> **PROBLEM TO WORK ON**
The entries below should be copied exactly and completely.

> **SUPPLIED RECORDS**
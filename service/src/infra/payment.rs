//! Mock payment gateway.

use std::time::Duration;

use common::{DateTime, Money};
use smart_default::SmartDefault;
use tracing as log;

/// Mock payment [`Gateway`] configuration.
#[derive(Clone, Copy, Debug, SmartDefault)]
pub struct Config {
    /// Time the [`Gateway`] takes to capture a payment.
    #[default(Duration::from_millis(1500))]
    pub latency: Duration,

    /// Time to wait for the [`Gateway`] before giving up on a payment.
    #[default(Duration::from_secs(30))]
    pub timeout: Duration,
}

/// Mock payment gateway, always capturing successfully after a configured
/// latency.
#[derive(Clone, Copy, Debug)]
pub struct Gateway {
    /// Time this [`Gateway`] takes to capture a payment.
    latency: Duration,
}

impl Gateway {
    /// Creates a new [`Gateway`] out of the provided [`Config`].
    #[must_use]
    pub fn new(conf: &Config) -> Self {
        Self {
            latency: conf.latency,
        }
    }

    /// Captures the provided `amount`, returning a [`Receipt`] once done.
    pub async fn capture(&self, amount: Money) -> Receipt {
        tokio::time::sleep(self.latency).await;

        let receipt = Receipt {
            amount,
            captured_at: DateTime::now(),
        };
        log::debug!(%amount, "payment captured");
        receipt
    }
}

/// Receipt of a captured payment.
#[derive(Clone, Copy, Debug)]
pub struct Receipt {
    /// Captured amount.
    pub amount: Money,

    /// [`DateTime`] when the payment was captured.
    pub captured_at: DateTime,
}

> **ANSWER TO THE EXERCISE**
filename service/src/infra/payment.rs
//! Mock payment gateway.

use std::time::Duration;

use common::{DateTime, Money};
use smart_default::SmartDefault;
use tracing as log;

/// Mock payment [`Gateway`] configuration.
#[derive(Clone, Copy, Debug, SmartDefault)]
pub struct Config {
    /// Time the [`Gateway`] takes to capture a payment.
    #[default(Duration::from_millis(1500))]
    pub latency: Duration,

    /// Time to wait for the [`Gateway`] before giving up on a payment.
    #[default(Duration::from_secs(30))]
    pub timeout: Duration,
}

/// Mock payment gateway, always capturing successfully after a configured
/// latency.
#[derive(Clone, Copy, Debug)]
pub struct Gateway {
    /// Time this [`Gateway`] takes to capture a payment.
    latency: Duration,
}

impl Gateway {
    /// Creates a new [`Gateway`] out of the provided [`Config`].
    #[must_use]
    pub fn new(conf: &Config) -> Self {
        Self {
            latency: conf.latency,
        }
    }

    /// Captures the provided `amount`, returning a [`Receipt`] once done.
    pub async fn capture(&self, amount: Money) -> Receipt {
        tokio::time::sleep(self.latency).await;

        let receipt = Receipt {
            amount,
            captured_at: DateTime::now(),
        };
        log::debug!(%amount, "payment captured");
        receipt
    }
}

/// Receipt of a captured payment.
#[derive(Clone, Copy, Debug)]
pub struct Receipt {
    /// Captured amount.
    pub amount: Money,

    /// [`DateTime`] when the payment was captured.
    pub captured_at: DateTime,
}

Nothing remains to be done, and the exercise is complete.